Herbicide resistance in volunteer canola plants wouldn’t give them any advantage in the wild. The modified plants will only have an advantage in agricultural systems where herbicides are a selective force, but that’s different. Absent that force, genes that result in production of proteins not useful to the plant would be a liability, wouldn’t they? This is one of the questions USDA regulators are grappling with in the debate over whether to deregulate Roundup Ready bentgrass.
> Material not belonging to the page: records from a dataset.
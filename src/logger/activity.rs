//! Activity logger thread: owns the JSONL writer, fed over a bounded channel.
//!
//! All other threads send [`ActivityEvent`] via non-blocking `try_send()` so
//! the watch loop is never blocked by logging back-pressure.

#![allow(missing_docs)]

use std::path::PathBuf;
use std::sync::Arc;
use std::sync::atomic::{AtomicU64, Ordering};
use std::thread;

use crossbeam_channel::{Receiver, Sender, TrySendError, bounded};

use crate::core::errors::{AtwError, Result};
use crate::logger::jsonl::{EventType, JsonlWriter, LogEntry, Severity};

/// Default bounded channel capacity for log events.
const CHANNEL_CAPACITY: usize = 256;

// ──────────────────── public event type ────────────────────

/// Events that can be logged through the activity logger.
#[derive(Debug, Clone)]
pub enum ActivityEvent {
    WatcherStarted {
        version: String,
    },
    WatcherStopped {
        reason: String,
        uptime_secs: u64,
    },
    StatusChecked {
        status: String,
    },
    StatusChanged {
        from: String,
        to: String,
    },
    NotificationSent {
        chat_id: i64,
    },
    Error {
        code: String,
        message: String,
    },
    /// Sentinel to request graceful shutdown of the logger thread.
    Shutdown,
}

// ──────────────────── public handle ────────────────────

/// Thread-safe, cheaply-cloneable handle for sending log events.
#[derive(Clone)]
pub struct ActivityLoggerHandle {
    tx: Sender<ActivityEvent>,
    dropped_events: Arc<AtomicU64>,
}

impl ActivityLoggerHandle {
    /// Send an event to the logger thread. Non-blocking.
    ///
    /// If the channel is full the event is dropped and the dropped-events
    /// counter is incremented.
    pub fn send(&self, event: ActivityEvent) {
        if let Err(TrySendError::Full(_)) = self.tx.try_send(event) {
            self.dropped_events.fetch_add(1, Ordering::Relaxed);
        }
    }

    /// Number of events dropped due to back-pressure.
    pub fn dropped_events(&self) -> u64 {
        self.dropped_events.load(Ordering::Relaxed)
    }

    /// Request graceful shutdown of the logger thread.
    pub fn shutdown(&self) {
        let _ = self.tx.send(ActivityEvent::Shutdown);
    }
}

// ──────────────────── spawn ────────────────────

/// Spawn the logger thread and return a handle.
///
/// The logger runs until `handle.shutdown()` is called or all senders are
/// dropped.
pub fn spawn_logger(jsonl_path: PathBuf) -> Result<(ActivityLoggerHandle, thread::JoinHandle<()>)> {
    let (tx, rx) = bounded::<ActivityEvent>(CHANNEL_CAPACITY);
    let dropped = Arc::new(AtomicU64::new(0));
    let dropped_clone = Arc::clone(&dropped);

    let handle = ActivityLoggerHandle {
        tx,
        dropped_events: dropped,
    };

    let join = thread::Builder::new()
        .name("atw-logger".to_string())
        .spawn(move || {
            logger_thread_main(&rx, jsonl_path, &dropped_clone);
        })
        .map_err(|e| AtwError::Runtime {
            details: format!("failed to spawn logger thread: {e}"),
        })?;

    Ok((handle, join))
}

// ──────────────────── logger thread ────────────────────

fn logger_thread_main(rx: &Receiver<ActivityEvent>, jsonl_path: PathBuf, dropped: &AtomicU64) {
    let mut jsonl = JsonlWriter::open(jsonl_path);

    while let Ok(event) = rx.recv() {
        let d = dropped.swap(0, Ordering::Relaxed);
        if d > 0 {
            let mut warn = LogEntry::new(EventType::Error, Severity::Warning);
            warn.details = Some(format!("{d} log events dropped due to back-pressure"));
            jsonl.write_entry(&warn);
        }

        if matches!(event, ActivityEvent::Shutdown) {
            jsonl.flush();
            break;
        }

        jsonl.write_entry(&event_to_log_entry(&event));
    }
    jsonl.flush();
}

fn event_to_log_entry(event: &ActivityEvent) -> LogEntry {
    match event {
        ActivityEvent::WatcherStarted { version } => {
            let mut e = LogEntry::new(EventType::WatcherStart, Severity::Info);
            e.details = Some(format!("atw v{version}"));
            e
        }
        ActivityEvent::WatcherStopped {
            reason,
            uptime_secs,
        } => {
            let mut e = LogEntry::new(EventType::WatcherStop, Severity::Info);
            e.details = Some(format!("{reason} (uptime={uptime_secs}s)"));
            e
        }
        ActivityEvent::StatusChecked { status } => {
            let mut e = LogEntry::new(EventType::StatusCheck, Severity::Info);
            e.status = Some(status.clone());
            e
        }
        ActivityEvent::StatusChanged { from, to } => {
            let mut e = LogEntry::new(EventType::StatusChange, Severity::Info);
            e.last_status = Some(from.clone());
            e.status = Some(to.clone());
            e
        }
        ActivityEvent::NotificationSent { chat_id } => {
            let mut e = LogEntry::new(EventType::NotificationSend, Severity::Info);
            e.chat_id = Some(*chat_id);
            e
        }
        ActivityEvent::Error { code, message } => {
            let mut e = LogEntry::new(EventType::Error, Severity::Critical);
            e.error_code = Some(code.clone());
            e.error_message = Some(message.clone());
            e
        }
        ActivityEvent::Shutdown => LogEntry::new(EventType::WatcherStop, Severity::Info),
    }
}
A quick check of the isb.vt.edu database on GMO crops shows that as of April 7, 2010, 77 GMO varieties have completed safety testing. Crops on the list include: corn, cotton, soybean, rice, beet, rapeseed, tobacco, potato, flax, chicory, tomato, papaya, and squash. That doesn’t read like a list of invasive species to me. Nor do the traits that have been added sound like ones likely to produce invasiveness: glyphosate tolerance, European corn borer resistance, nicotine levels reduced, etc.
So could a mad scientist create an invasive species? I’m not so sure. Genetic engineering and breeding are great for improving crop yields, but that is a far cry from improving on fitness developed through eons of natural selection. What do you think?
Submitted by Dan Hilburn
I am less concerned about Roundup resistant genes in pure agricultural crops than I am in species that are already known to spread and invade - like bentgrass. I don't think the point is that the genetic modifications may make a species more invasive, but rather for a species that can and does spread, our management options then become severely hampered. I have seen what I believe was bentgrass invade and fill-in the slow moving margins of an intermittent stream that was critical breeding habitat for an endangered one-inch fish (unarmored threespine stickleback) in Southern California. I tried removing this mechanically - ha! If that grass becomes resistant to glyphosate, what options do we have in our riparian areas? We have very limited options for invasive grasses in riparian areas. The concern becomes even greater if the glyphosate-resistant genes can flow to hybrid species that do occur widely in natural areas.
ReplyDeleteI'm obviously no expert in this area, but as a land manager responsible for weed management on 25 million acres, glyphosate-resistant genes make me very nervous. On a related note, another lawsuit was filed against the FWS wildlife refuge system in Delaware for growing GMO crops on the refuge. They lost a similar lawsuit in 2009.